通院回数を減らすために「一カ月分」「五十日分」とまとめて薬を出すことを希望する患者が増えていることに、竹崎医師は心配を募らせています。
東京二十三区内での一人暮らしの高齢者の“孤独死”は、五年ほど前から急増。二〇〇七年には千七百九十八人と、二〇〇〇年の倍以上に上ります(東京都監察医務院の統計から)。東京の区部だけで毎日四―五人の後期高齢者が、誰にもみとられずに亡くなっている勘定です。
中央社会保障推進協議会の山田稔事務局長は、「ただでさえ低年金で生活が大変なところに、強制的な保険料の天引きです。年金以外に収入はない。大変な不安です。保険料を無理して払い、保険証はあるが、お金がなくて病院に行けない。そんな人が大勢います」と告発します。

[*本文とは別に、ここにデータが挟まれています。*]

use clap::Parser;
use clap::builder::styling::{AnsiColor, Effects, Styles};

use crate::data_fetcher::processors::DayTab;
use crate::i18n::Language;

fn get_styles() -> Styles {
    Styles::styled()
        .header(AnsiColor::Cyan.on_default().effects(Effects::BOLD))
        .usage(AnsiColor::Cyan.on_default().effects(Effects::BOLD))
        .literal(AnsiColor::Green.on_default())
        .placeholder(AnsiColor::Yellow.on_default())
        .error(AnsiColor::Red.on_default().effects(Effects::BOLD))
        .valid(AnsiColor::Green.on_default())
        .invalid(AnsiColor::Red.on_default())
}

/// Day tab selectable from the command line.
#[derive(clap::ValueEnum, Debug, Clone, Copy, PartialEq, Eq)]
pub enum DayArg {
    Yesterday,
    Today,
    Tomorrow,
}

impl From<DayArg> for DayTab {
    fn from(day: DayArg) -> Self {
        match day {
            DayArg::Yesterday => DayTab::Yesterday,
            DayArg::Today => DayTab::Today,
            DayArg::Tomorrow => DayTab::Tomorrow,
        }
    }
}

/// Determines if the application should run in non-interactive mode
/// Non-interactive mode is used when any of these conditions are met:
/// - --once flag is set (print and exit)
/// - a single fixture or the mirror is requested
/// - config operations are requested
/// - --version flag is set
/// - --debug mode is enabled (debug mode always runs once and exits)
pub fn is_noninteractive_mode(args: &Args) -> bool {
    args.once
        || args.fixture.is_some()
        || args.sync_matches
        || args.list_mirrored
        || args.new_api_key.is_some()
        || args.new_log_file_path.is_some()
        || args.clear_log_file_path
        || args.list_config
        || args.version
        || args.debug
}

/// Football fixtures in a teletext-style terminal viewer, in Arabic or English.
///
/// Shows yesterday's, today's and tomorrow's fixtures grouped by league,
/// with lineups and match statistics for each fixture.
///
/// In interactive mode (default):
/// - Use ←/→ or 1/2/3 to switch between yesterday, today and tomorrow
/// - Use ↑/↓ to select a fixture and Enter to open its details
/// - Use Tab to switch between lineups and statistics, Esc to go back
/// - Press 'l' to switch language, 'r' to refetch, 'q' to quit
#[derive(Parser, Debug)]
#[command(about, long_about = None)]
#[command(disable_version_flag = true)]
#[command(styles = get_styles())]
pub struct Args {
    /// Print the fixture list once and exit. Useful for scripts.
    /// The output stays visible in terminal history.
    #[arg(short, long)]
    pub once: bool,

    /// Day to show on start.
    #[arg(long = "day", value_enum, default_value_t = DayArg::Today, help_heading = "Display Options")]
    pub day: DayArg,

    /// Show fixtures for a specific date in YYYY-MM-DD format instead of a day tab.
    #[arg(long = "date", short = 'd', help_heading = "Display Options")]
    pub date: Option<String>,

    /// Print lineups and statistics of one fixture and exit.
    #[arg(long = "fixture", short = 'f', value_name = "ID", help_heading = "Display Options")]
    pub fixture: Option<u64>,

    /// Display language (ar or en).
    #[arg(long = "lang", default_value_t = Language::Ar, help_heading = "Display Options")]
    pub lang: Language,

    /// Insert the day's fixtures into the configured database mirror.
    #[arg(long = "sync-matches", help_heading = "Database Mirror")]
    pub sync_matches: bool,

    /// List every match stored in the database mirror.
    #[arg(long = "list-mirrored", help_heading = "Database Mirror")]
    pub list_mirrored: bool,

    /// Update API key in config. Will prompt for a new key if not provided.
    #[arg(
        long = "config",
        help_heading = "Configuration",
        value_name = "API_KEY",
        num_args = 0..=1,
        default_missing_value = ""
    )]
    pub new_api_key: Option<String>,

    /// Update log file path in config. This sets a persistent custom log file location.
    #[arg(long = "set-log-file", help_heading = "Configuration")]
    pub new_log_file_path: Option<String>,

    /// Clear the custom log file path from config. This reverts to using the default log location.
    #[arg(long = "clear-log-file", help_heading = "Configuration")]
    pub clear_log_file_path: bool,

    /// List current configuration settings
    #[arg(long = "list-config", help_heading = "Configuration")]
    pub list_config: bool,

    /// Show version information
    #[arg(short = 'V', long = "version", help_heading = "Info")]
    pub version: bool,

    /// Print once and also write logs to the terminal.
    #[arg(long = "debug", help_heading = "Debug")]
    pub debug: bool,

    /// Specify a custom log file path. If not provided, logs will be written to the default location.
    #[arg(long = "log-file", help_heading = "Debug")]
    pub log_file: Option<String>,
}

#[cfg(test)]
mod tests {
    use super::*;

    #[test]
    fn test_defaults_are_interactive() {
        let args = Args::parse_from(["koora_teletext"]);
        assert!(!is_noninteractive_mode(&args));
        assert_eq!(args.day, DayArg::Today);
        assert_eq!(args.lang, Language::Ar);
    }

    #[test]
    fn test_once_with_options() {
        let args = Args::parse_from([
            "koora_teletext",
            "--once",
            "--day",
            "tomorrow",
            "--lang",
            "en",
        ]);
        assert!(is_noninteractive_mode(&args));
        assert_eq!(DayTab::from(args.day), DayTab::Tomorrow);
        assert_eq!(args.lang, Language::En);
    }

    #[test]
    fn test_config_without_value() {
        let args = Args::parse_from(["koora_teletext", "--config"]);
        assert_eq!(args.new_api_key.as_deref(), Some(""));
        assert!(is_noninteractive_mode(&args));
    }

    #[test]
    fn test_fixture_and_mirror_flags_are_noninteractive() {
        let args = Args::parse_from(["koora_teletext", "--fixture", "1035037"]);
        assert_eq!(args.fixture, Some(1035037));
        assert!(is_noninteractive_mode(&args));

        let args = Args::parse_from(["koora_teletext", "--list-mirrored"]);
        assert!(is_noninteractive_mode(&args));
    }

    #[test]
    fn test_invalid_language_rejected() {
        assert!(Args::try_parse_from(["koora_teletext", "--lang", "fi"]).is_err());
    }
}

全日本民主医療機関連合会(民医連)の昨年九月の調査では、後期高齢者の外来通院日数が前年同期比で8・47%ものマイナスでした。〇二年に高齢者の窓口負担が定額制から一割負担へと改悪された際の受診抑制(前年同期比4・4%減)を超えています。
小手先手直しで矛盾
舛添要一厚労相がつくった「高齢者医療制度に関する検討会」に招かれた全国老人クラブ連合会の役員は、「制度への理解は進んできた」とする厚労省の見方に、「実態と違うと思う。今は軽減措置があるが、将来的に保険料は高くなるのだし」と指摘しました。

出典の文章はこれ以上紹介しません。